L'affaire remonte à début janvier : Robert Williams est arrêté à Detroit et passe 30 heures en détention parce qu'un logiciel a jugé identique la photo de son permis de conduire et l'image d'un voleur de montres capturée par des caméras de surveillance. À tort. Pour l'Union américaine des libertés civiles (ACLU), qui a porté plainte en son nom le 24 juin, "bien qu'il soit le premier cas connu, il n'est probablement pas la première personne qui a été arrêtée et interrogée à tort sur la base d'une fausse reconnaissance faciale" .

Pour Joy Buolamwini, fondatrice du groupe d'activistes Algorithmic Justice League, cette affaire est révélatrice "de la façon dont le racisme systémique peut être encodé et reflété dans les intelligences artificielles (IA)" . Sous la pression d'associations comme la puissante ACLU, Microsoft, Amazon et IBM avaient d'ailleurs annoncé début juin restreindre l'utilisation de leurs outils d'analyse de visages par les forces de l'ordre.

L'IA est fondée sur l'apprentissage automatisé à partir de données insérées par le concepteur, que la machine analyse. Si ces données sont biaisées, le résultat est faussé.
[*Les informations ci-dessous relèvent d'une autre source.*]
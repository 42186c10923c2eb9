//! Bulk re-tokenization
//!
//! When a language profile changes every stored text of that language has to
//! be tokenized again. A [`ReparseJob`] runs the pipeline over many texts with
//! a bounded worker pool. Cancellation is checked before each text starts, so
//! a text is either fully re-tokenized or untouched. Results reach storage
//! only through a [`TextSink`] and only on success.

use crate::error::{EngineError, Result};
use crate::pipeline::Pipeline;
#[cfg(feature = "parallel")]
use rayon::prelude::*;
use shiori_core::{AnnotatedText, LanguageProfile, LemmaDictionary, VocabularySnapshot};
use std::fmt;
use std::sync::atomic::{AtomicBool, Ordering};
use std::sync::Arc;

/// Identifier of a stored text
#[derive(Debug, Clone, Copy, PartialEq, Eq, Hash, PartialOrd, Ord)]
pub struct TextId(pub u64);

impl fmt::Display for TextId {
    fn fmt(&self, f: &mut fmt::Formatter<'_>) -> fmt::Result {
        write!(f, "text {}", self.0)
    }
}

/// A text to re-tokenize
#[derive(Debug, Clone, PartialEq, Eq)]
pub struct TextRecord {
    /// Storage identifier
    pub id: TextId,
    /// Raw content
    pub content: String,
}

impl TextRecord {
    /// Create a record
    pub fn new(id: u64, content: impl Into<String>) -> Self {
        Self {
            id: TextId(id),
            content: content.into(),
        }
    }
}

/// Error type returned by sinks
pub type SinkError = Box<dyn std::error::Error + Send + Sync>;

/// Storage collaborator receiving successful results
///
/// Implementations replace the stored tokenization of `id` wholesale.
pub trait TextSink: Sync {
    /// Persist the new tokenization of a text
    fn store(&self, id: TextId, text: &AnnotatedText) -> std::result::Result<(), SinkError>;
}

/// Shared cancellation flag
#[derive(Debug, Clone, Default)]
pub struct CancellationToken(Arc<AtomicBool>);

impl CancellationToken {
    /// A token that is not cancelled
    pub fn new() -> Self {
        Self::default()
    }

    /// Request cancellation; texts already running finish
    pub fn cancel(&self) {
        self.0.store(true, Ordering::SeqCst);
    }

    /// Whether cancellation was requested
    pub fn is_cancelled(&self) -> bool {
        self.0.load(Ordering::SeqCst)
    }
}

/// Why a text was not processed
#[derive(Debug, Clone, Copy, PartialEq, Eq)]
pub enum SkipReason {
    /// The job was cancelled before the text started
    Cancelled,
    /// An earlier text failed and `continue_on_error` was off
    StoppedAfterFailure,
}

/// Result for one text
#[derive(Debug, Clone, PartialEq, Eq)]
pub enum TextOutcome {
    /// Tokenized and stored
    Completed {
        /// Sentence count
        sentences: usize,
        /// Token count
        tokens: usize,
        /// Multi-word group count
        groups: usize,
    },
    /// Tokenization or storage failed; the stored text is untouched
    Failed(String),
    /// Never started
    Skipped(SkipReason),
}

impl TextOutcome {
    /// Whether the text was re-tokenized
    pub fn is_completed(&self) -> bool {
        matches!(self, TextOutcome::Completed { .. })
    }
}

/// Options of a bulk run
#[derive(Debug, Clone, Default, PartialEq, Eq)]
pub struct ReparseOptions {
    /// Keep going after a failed text
    pub continue_on_error: bool,
    /// Worker threads (None = all cores)
    pub threads: Option<usize>,
}

/// Per-text outcomes of a run, in input order
#[derive(Debug, Clone, Default, PartialEq, Eq)]
pub struct ReparseReport {
    outcomes: Vec<(TextId, TextOutcome)>,
}

impl ReparseReport {
    /// All outcomes in input order
    pub fn outcomes(&self) -> &[(TextId, TextOutcome)] {
        &self.outcomes
    }

    /// Outcome of one text
    pub fn outcome(&self, id: TextId) -> Option<&TextOutcome> {
        self.outcomes
            .iter()
            .find(|(text, _)| *text == id)
            .map(|(_, outcome)| outcome)
    }

    /// Number of completed texts
    pub fn completed(&self) -> usize {
        self.count(|o| o.is_completed())
    }

    /// Number of failed texts
    pub fn failed(&self) -> usize {
        self.count(|o| matches!(o, TextOutcome::Failed(_)))
    }

    /// Number of skipped texts
    pub fn skipped(&self) -> usize {
        self.count(|o| matches!(o, TextOutcome::Skipped(_)))
    }

    /// Whether every text completed
    pub fn is_complete(&self) -> bool {
        self.completed() == self.outcomes.len()
    }

    /// Whether any text was skipped because of cancellation
    pub fn was_cancelled(&self) -> bool {
        self.outcomes
            .iter()
            .any(|(_, o)| *o == TextOutcome::Skipped(SkipReason::Cancelled))
    }

    fn count(&self, pred: impl Fn(&TextOutcome) -> bool) -> usize {
        self.outcomes.iter().filter(|(_, o)| pred(o)).count()
    }
}

type Observer<'a> = Box<dyn Fn(TextId, &TextOutcome) + Send + Sync + 'a>;

/// Re-tokenizes a batch of texts with one profile and vocabulary snapshot
pub struct ReparseJob<'a> {
    pipeline: &'a Pipeline,
    profile: &'a LanguageProfile,
    snapshot: &'a VocabularySnapshot,
    lemmas: Option<&'a LemmaDictionary>,
    options: ReparseOptions,
    cancel: CancellationToken,
    observer: Option<Observer<'a>>,
}

impl<'a> ReparseJob<'a> {
    /// Create a job with default options
    pub fn new(
        pipeline: &'a Pipeline,
        profile: &'a LanguageProfile,
        snapshot: &'a VocabularySnapshot,
    ) -> Self {
        Self {
            pipeline,
            profile,
            snapshot,
            lemmas: None,
            options: ReparseOptions::default(),
            cancel: CancellationToken::new(),
            observer: None,
        }
    }

    /// Annotate lemmas from a dictionary
    pub fn lemmas(mut self, lemmas: &'a LemmaDictionary) -> Self {
        self.lemmas = Some(lemmas);
        self
    }

    /// Set the run options
    pub fn options(mut self, options: ReparseOptions) -> Self {
        self.options = options;
        self
    }

    /// Use an external cancellation token
    pub fn cancellation(mut self, token: CancellationToken) -> Self {
        self.cancel = token;
        self
    }

    /// Called once per text as soon as its outcome is known
    pub fn on_outcome(mut self, observer: impl Fn(TextId, &TextOutcome) + Send + Sync + 'a) -> Self {
        self.observer = Some(Box::new(observer));
        self
    }

    /// Token that cancels this job
    pub fn cancellation_token(&self) -> CancellationToken {
        self.cancel.clone()
    }

    /// Run over `texts`, handing successful results to `sink`
    pub fn run(&self, texts: &[TextRecord], sink: Option<&dyn TextSink>) -> Result<ReparseReport> {
        let stop = AtomicBool::new(false);
        log::info!(
            "re-tokenizing {} texts as '{}'",
            texts.len(),
            self.profile.code()
        );

        let outcomes = self.run_all(texts, sink, &stop)?;
        let report = ReparseReport { outcomes };

        log::info!(
            "re-tokenization finished: {} completed, {} failed, {} skipped",
            report.completed(),
            report.failed(),
            report.skipped()
        );
        Ok(report)
    }

    #[cfg(feature = "parallel")]
    fn run_all(
        &self,
        texts: &[TextRecord],
        sink: Option<&dyn TextSink>,
        stop: &AtomicBool,
    ) -> Result<Vec<(TextId, TextOutcome)>> {
        let threads = self.options.threads.unwrap_or_else(num_cpus::get).max(1);
        if threads == 1 {
            return Ok(texts.iter().map(|t| self.process(t, sink, stop)).collect());
        }

        let pool = rayon::ThreadPoolBuilder::new()
            .num_threads(threads)
            .thread_name(|i| format!("shiori-reparse-{i}"))
            .build()
            .map_err(|e| EngineError::ThreadPool(e.to_string()))?;

        Ok(pool.install(|| {
            texts
                .par_iter()
                .map(|t| self.process(t, sink, stop))
                .collect()
        }))
    }

    #[cfg(not(feature = "parallel"))]
    fn run_all(
        &self,
        texts: &[TextRecord],
        sink: Option<&dyn TextSink>,
        stop: &AtomicBool,
    ) -> Result<Vec<(TextId, TextOutcome)>> {
        if self.options.threads == Some(0) {
            return Err(EngineError::Configuration(
                "thread count must be greater than 0".to_string(),
            ));
        }
        Ok(texts.iter().map(|t| self.process(t, sink, stop)).collect())
    }

    fn process(
        &self,
        text: &TextRecord,
        sink: Option<&dyn TextSink>,
        stop: &AtomicBool,
    ) -> (TextId, TextOutcome) {
        let outcome = if self.cancel.is_cancelled() {
            TextOutcome::Skipped(SkipReason::Cancelled)
        } else if stop.load(Ordering::SeqCst) {
            TextOutcome::Skipped(SkipReason::StoppedAfterFailure)
        } else {
            let outcome = self.reparse(text, sink);
            if let TextOutcome::Failed(reason) = &outcome {
                log::warn!("{} failed: {reason}", text.id);
                if !self.options.continue_on_error {
                    stop.store(true, Ordering::SeqCst);
                }
            }
            outcome
        };

        if let Some(observer) = &self.observer {
            observer(text.id, &outcome);
        }
        (text.id, outcome)
    }

    fn reparse(&self, text: &TextRecord, sink: Option<&dyn TextSink>) -> TextOutcome {
        let annotated =
            match self
                .pipeline
                .annotate(&text.content, self.profile, self.snapshot, self.lemmas)
            {
                Ok(annotated) => annotated,
                Err(e) => return TextOutcome::Failed(e.to_string()),
            };

        if let Some(sink) = sink {
            if let Err(e) = sink.store(text.id, &annotated) {
                return TextOutcome::Failed(format!("storage failed: {e}"));
            }
        }

        TextOutcome::Completed {
            sentences: annotated.sentences().len(),
            tokens: annotated.items().len(),
            groups: annotated.groups.len(),
        }
    }
}

impl fmt::Debug for ReparseJob<'_> {
    fn fmt(&self, f: &mut fmt::Formatter<'_>) -> fmt::Result {
        f.debug_struct("ReparseJob")
            .field("profile", &self.profile.code())
            .field("terms", &self.snapshot.len())
            .field("options", &self.options)
            .field("cancelled", &self.cancel.is_cancelled())
            .finish()
    }
}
Une étude du Massachussets Institute of Technology parue en février 2018 a ainsi révélé une forte disparité selon les groupes de population, avec des taux d'erreur de moins de 1% pour les hommes blancs, et allant jusqu'à 35% pour les femmes noires, dans les principaux logiciels de reconnaissance faciale passés au crible.

Thermomètre et pistolet

Dans un tweet devenu viral, Nicolas Kayser-Bril, de l'ONG Algorithm Watch, montre que confronté à des images d'individus tenant un thermomètre frontal, le programme d'analyse d'images "Google Vision" reconnaissait des "jumelles" dans une main à peau blanche mais identifiait "un pistolet" dans la main à peau noire. Selon lui, ce biais était "probablement dû au fait que les images utilisées dans la base de données qui comportaient des personnes noires étaient plus souvent associées à la violence, que celles avec des personnes blanches" .

Google a reconnu auprès d'Algorithm Watch un résultat "inacceptable". Or des logiciels de ce type sont légion, et commercialisés auprès d'entreprises et d'administrations du monde entier, pas seulement par de grands noms de la tech. "Cela rend très difficile l'identification des conditions dans lesquelles l'ensemble de données a été collecté, des caractéristiques de ces images, de la façon dont l'algorithme a été formé", estime Seda Gürses, chercheuse à l'université de technologie de Delft aux Pays-Bas.

Cette multiplicité d'acteurs permet de réduire les coûts, mais cette complexité brouille le traçage et l'attribution de responsabilités, selon la chercheuse. "Un policier raciste peut être formé ou remplacé, tandis que dans le cas d'un algorithme", les décisions dans les entreprises sont déterminées par cet algorithme, qui obéit à des critères avant tout économiques, selon Seda Gürses.

Un constat qui s'applique aussi à des programmes prétendant prédire des comportements criminels. En témoigne une récente polémique autour d'un logiciel se vantant de "prédire avec 80% de précision si une personne est criminelle en se basant uniquement sur une photo de son visage". Plus de 2 000 personnes, dont de nombreux scientifiques, ont signé une pétition demandant à l'éditeur Springer Nature de ne pas publier un article consacré à cette technologie mise au point par plusieurs professeurs de l'université de Harriburg en Pennsylvanie, et défendue dans cet article. Mais l'éditeur, interrogé par l'AFP, a assuré qu'il n'avait "jamais été accepté pour publication". Le problème, ce n'est pas tant l'algorithme que celui des présupposés des chercheurs, commente Nicolas Kayser-Bril, qui récuse l'approche "purement technologique" .

"Même avec des jeux de données d'excellente qualité, on n'arrive à rien si on ne prend pas en compte toutes les problématiques sociales qu'il y a derrière. Pour cela il faut travailler avec des sociologues, a minima". "Vous ne pouvez pas changer l'histoire du racisme et du sexisme, estime Mutale Nkonde, chercheuse en intelligence artificielle pour les universités de Stanford et Harvard. Mais vous pouvez faire en sorte que l'algorithme ne devienne pas le décideur final".